//! Query description passed between the admin components and the store
//!
//! Components never talk SQL directly: they build a [`QuerySet`] made of
//! [`FilterCondition`]s and [`OrderingExpr`]s. A [`DocumentStore`] then
//! either evaluates it in memory or compiles it with [`crate::sql`].
//!
//! [`DocumentStore`]: crate::store::DocumentStore

use crate::document::{get_path, text_value};
use crate::model::Record;
use crate::path::JsonFieldPath;
use serde_json::Value;
use std::cmp::Ordering;

/// What a filter compares against
#[derive(Debug, Clone, PartialEq)]
pub enum FieldRef {
	/// A concrete table column
	Column(String),
	/// A key inside a JSON column
	Json(JsonFieldPath),
}

impl FieldRef {
	/// Resolve the referenced value of a record
	pub fn value<'a>(&self, record: &'a Record) -> Option<&'a Value> {
		match self {
			FieldRef::Column(column) => record.get(column),
			FieldRef::Json(path) => record
				.get(path.field())
				.and_then(|doc| get_path(doc, path.nested())),
		}
	}
}

/// Comparison applied to a [`FieldRef`]
#[derive(Debug, Clone, PartialEq)]
pub enum Lookup {
	/// Equal as JSON values
	Exact(Value),
	/// Equal as text, ignoring case
	IExact(String),
	/// Text contains the term, ignoring case
	IContains(String),
	/// Text starts with the term, ignoring case
	IStartsWith(String),
	/// Value is present and not null
	IsNotNull,
}

/// A single comparison
#[derive(Debug, Clone, PartialEq)]
pub struct Filter {
	pub target: FieldRef,
	pub lookup: Lookup,
}

impl Filter {
	pub fn new(target: FieldRef, lookup: Lookup) -> Self {
		Self { target, lookup }
	}

	pub fn column(column: impl Into<String>, lookup: Lookup) -> Self {
		Self::new(FieldRef::Column(column.into()), lookup)
	}

	pub fn json(path: JsonFieldPath, lookup: Lookup) -> Self {
		Self::new(FieldRef::Json(path), lookup)
	}

	/// Evaluate the comparison against a record
	pub fn matches(&self, record: &Record) -> bool {
		let value = self.target.value(record);
		match &self.lookup {
			Lookup::Exact(expected) => value.is_some_and(|v| v == expected),
			Lookup::IsNotNull => value.is_some_and(|v| !v.is_null()),
			Lookup::IExact(term) => text_of(value).is_some_and(|t| t == term.to_lowercase()),
			Lookup::IContains(term) => {
				text_of(value).is_some_and(|t| t.contains(&term.to_lowercase()))
			}
			Lookup::IStartsWith(term) => {
				text_of(value).is_some_and(|t| t.starts_with(&term.to_lowercase()))
			}
		}
	}
}

fn text_of(value: Option<&Value>) -> Option<String> {
	value.and_then(text_value).map(|t| t.to_lowercase())
}

/// Composite filter with AND/OR logic
#[derive(Debug, Clone, PartialEq)]
pub enum FilterCondition {
	Single(Filter),
	/// All conditions hold; empty is always true
	And(Vec<FilterCondition>),
	/// Any condition holds; empty is always false
	Or(Vec<FilterCondition>),
}

impl FilterCondition {
	pub fn matches(&self, record: &Record) -> bool {
		match self {
			FilterCondition::Single(filter) => filter.matches(record),
			FilterCondition::And(conditions) => conditions.iter().all(|c| c.matches(record)),
			FilterCondition::Or(conditions) => conditions.iter().any(|c| c.matches(record)),
		}
	}
}

impl From<Filter> for FilterCondition {
	fn from(filter: Filter) -> Self {
		FilterCondition::Single(filter)
	}
}

/// One ORDER BY entry
#[derive(Debug, Clone, PartialEq)]
pub enum OrderingExpr {
	/// Order by a column (or an alias the store resolves)
	Field { name: String, descending: bool },
	/// Order by the text value at a key inside a JSON column
	JsonPath {
		path: JsonFieldPath,
		descending: bool,
	},
}

impl OrderingExpr {
	/// Parse a `-`-prefixed field ordering without resolving JSON paths
	pub fn field(spec: &str) -> Self {
		match spec.strip_prefix('-') {
			Some(name) => OrderingExpr::Field {
				name: name.to_string(),
				descending: true,
			},
			None => OrderingExpr::Field {
				name: spec.to_string(),
				descending: false,
			},
		}
	}

	pub fn is_descending(&self) -> bool {
		match self {
			OrderingExpr::Field { descending, .. } | OrderingExpr::JsonPath { descending, .. } => {
				*descending
			}
		}
	}

	/// Compare two records; missing values sort last ascending, first descending
	pub fn compare(&self, a: &Record, b: &Record, pk_field: &str) -> Ordering {
		let ordering = match self {
			OrderingExpr::Field { name, .. } => {
				let column = if name == crate::model::PK_ALIAS {
					pk_field
				} else {
					name.as_str()
				};
				compare_values(a.get(column), b.get(column))
			}
			OrderingExpr::JsonPath { path, .. } => {
				let target = FieldRef::Json(path.clone());
				let left = target.value(a).and_then(text_value);
				let right = target.value(b).and_then(text_value);
				nulls_last(left.as_ref(), right.as_ref(), |l, r| l.cmp(r))
			}
		};
		if self.is_descending() {
			ordering.reverse()
		} else {
			ordering
		}
	}
}

fn compare_values(a: Option<&Value>, b: Option<&Value>) -> Ordering {
	let a = a.filter(|v| !v.is_null());
	let b = b.filter(|v| !v.is_null());
	nulls_last(a, b, |l, r| match (l, r) {
		(Value::Number(l), Value::Number(r)) => l
			.as_f64()
			.partial_cmp(&r.as_f64())
			.unwrap_or(Ordering::Equal),
		(Value::Bool(l), Value::Bool(r)) => l.cmp(r),
		(Value::String(l), Value::String(r)) => l.cmp(r),
		(l, r) => l.to_string().cmp(&r.to_string()),
	})
}

fn nulls_last<T>(a: Option<T>, b: Option<T>, cmp: impl Fn(&T, &T) -> Ordering) -> Ordering {
	match (a, b) {
		(Some(l), Some(r)) => cmp(&l, &r),
		(Some(_), None) => Ordering::Less,
		(None, Some(_)) => Ordering::Greater,
		(None, None) => Ordering::Equal,
	}
}

/// A lazily described record collection
///
/// # Examples
///
/// ```
/// use reinhardt_admin_jsonfield::{Filter, JsonFieldPath, Lookup, QuerySet};
/// use serde_json::json;
///
/// let qs = QuerySet::all().filter(Filter::json(
///     JsonFieldPath::parse("data__active"),
///     Lookup::Exact(json!(true)),
/// ));
/// assert!(qs.condition().is_some());
/// ```
#[derive(Debug, Clone, Default, PartialEq)]
pub struct QuerySet {
	condition: Option<FilterCondition>,
	ordering: Vec<OrderingExpr>,
}

impl QuerySet {
	/// Every record, unordered
	pub fn all() -> Self {
		Self::default()
	}

	/// Narrow the collection (AND with any existing condition)
	pub fn filter(mut self, condition: impl Into<FilterCondition>) -> Self {
		let condition = condition.into();
		self.condition = Some(match self.condition.take() {
			None => condition,
			Some(FilterCondition::And(mut conditions)) => {
				conditions.push(condition);
				FilterCondition::And(conditions)
			}
			Some(existing) => FilterCondition::And(vec![existing, condition]),
		});
		self
	}

	/// Records in either collection; the left-hand ordering is kept
	pub fn union(mut self, other: QuerySet) -> Self {
		self.condition = match (self.condition.take(), other.condition) {
			(Some(left), Some(right)) => Some(FilterCondition::Or(vec![left, right])),
			_ => None,
		};
		self
	}

	/// Replace the ordering
	pub fn order_by(mut self, ordering: Vec<OrderingExpr>) -> Self {
		self.ordering = ordering;
		self
	}

	pub fn condition(&self) -> Option<&FilterCondition> {
		self.condition.as_ref()
	}

	pub fn ordering(&self) -> &[OrderingExpr] {
		&self.ordering
	}

	/// Evaluate the condition against a record
	pub fn matches(&self, record: &Record) -> bool {
		self.condition.as_ref().is_none_or(|c| c.matches(record))
	}
}

#[cfg(test)]
mod tests {
	use super::*;
	use rstest::rstest;
	use serde_json::json;

	fn record(value: Value) -> Record {
		Record::from_value(value).unwrap()
	}

	#[rstest]
	#[case(Lookup::Exact(json!("Ada")), true)]
	#[case(Lookup::Exact(json!("ada")), false)]
	#[case(Lookup::IExact("ada".into()), true)]
	#[case(Lookup::IContains("DA".into()), true)]
	#[case(Lookup::IContains("race".into()), false)]
	#[case(Lookup::IStartsWith("ad".into()), true)]
	#[case(Lookup::IsNotNull, true)]
	fn test_json_lookups(#[case] lookup: Lookup, #[case] expected: bool) {
		let row = record(json!({"id": 1, "data": {"name": {"full": "Ada"}}}));
		let filter = Filter::json(JsonFieldPath::parse("data__name__full"), lookup);
		assert_eq!(filter.matches(&row), expected);
	}

	#[test]
	fn test_is_not_null_rejects_json_null_and_missing() {
		let path = JsonFieldPath::parse("data__a");
		let filter = Filter::json(path, Lookup::IsNotNull);
		assert!(!filter.matches(&record(json!({"data": {"a": null}}))));
		assert!(!filter.matches(&record(json!({"data": {}}))));
		assert!(!filter.matches(&record(json!({}))));
	}

	#[test]
	fn test_icontains_on_integer_column() {
		let filter = Filter::column("id", Lookup::IContains("2".into()));
		assert!(filter.matches(&record(json!({"id": 123}))));
		assert!(!filter.matches(&record(json!({"id": 45}))));
	}

	#[test]
	fn test_empty_or_is_false_and_empty_and_is_true() {
		let row = record(json!({}));
		assert!(!FilterCondition::Or(vec![]).matches(&row));
		assert!(FilterCondition::And(vec![]).matches(&row));
	}

	#[test]
	fn test_filter_chains_with_and() {
		let qs = QuerySet::all()
			.filter(Filter::column("a", Lookup::Exact(json!(1))))
			.filter(Filter::column("b", Lookup::Exact(json!(2))))
			.filter(Filter::column("c", Lookup::Exact(json!(3))));
		match qs.condition() {
			Some(FilterCondition::And(conditions)) => assert_eq!(conditions.len(), 3),
			other => panic!("unexpected condition: {other:?}"),
		}
	}

	#[test]
	fn test_union_with_unfiltered_is_unfiltered() {
		let filtered = QuerySet::all().filter(Filter::column("a", Lookup::IsNotNull));
		assert!(filtered.clone().union(QuerySet::all()).condition().is_none());
		assert!(matches!(
			filtered.clone().union(filtered).condition(),
			Some(FilterCondition::Or(_))
		));
	}

	#[test]
	fn test_json_ordering_compares_text() {
		let a = record(json!({"data": {"n": "b"}}));
		let b = record(json!({"data": {"n": "a"}}));
		let missing = record(json!({"data": {}}));
		let asc = OrderingExpr::JsonPath {
			path: JsonFieldPath::parse("data__n"),
			descending: false,
		};
		let desc = OrderingExpr::JsonPath {
			path: JsonFieldPath::parse("data__n"),
			descending: true,
		};
		assert_eq!(asc.compare(&a, &b, "id"), Ordering::Greater);
		assert_eq!(desc.compare(&a, &b, "id"), Ordering::Less);
		assert_eq!(asc.compare(&missing, &a, "id"), Ordering::Greater);
		assert_eq!(desc.compare(&missing, &a, "id"), Ordering::Less);
	}

	#[test]
	fn test_field_ordering_parses_sign() {
		assert_eq!(
			OrderingExpr::field("-name"),
			OrderingExpr::Field {
				name: "name".into(),
				descending: true
			}
		);
		let pk = OrderingExpr::field("pk");
		let one = record(json!({"id": 1}));
		let two = record(json!({"id": 2}));
		assert_eq!(pk.compare(&one, &two, "id"), Ordering::Less);
	}
}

*-*-*

| Aim of the exercise |
Wherever the string "enum" appears in the entries, copy that line.

| Result |
pub enum FieldRef {
pub enum Lookup {
pub enum FilterCondition {
pub enum OrderingExpr {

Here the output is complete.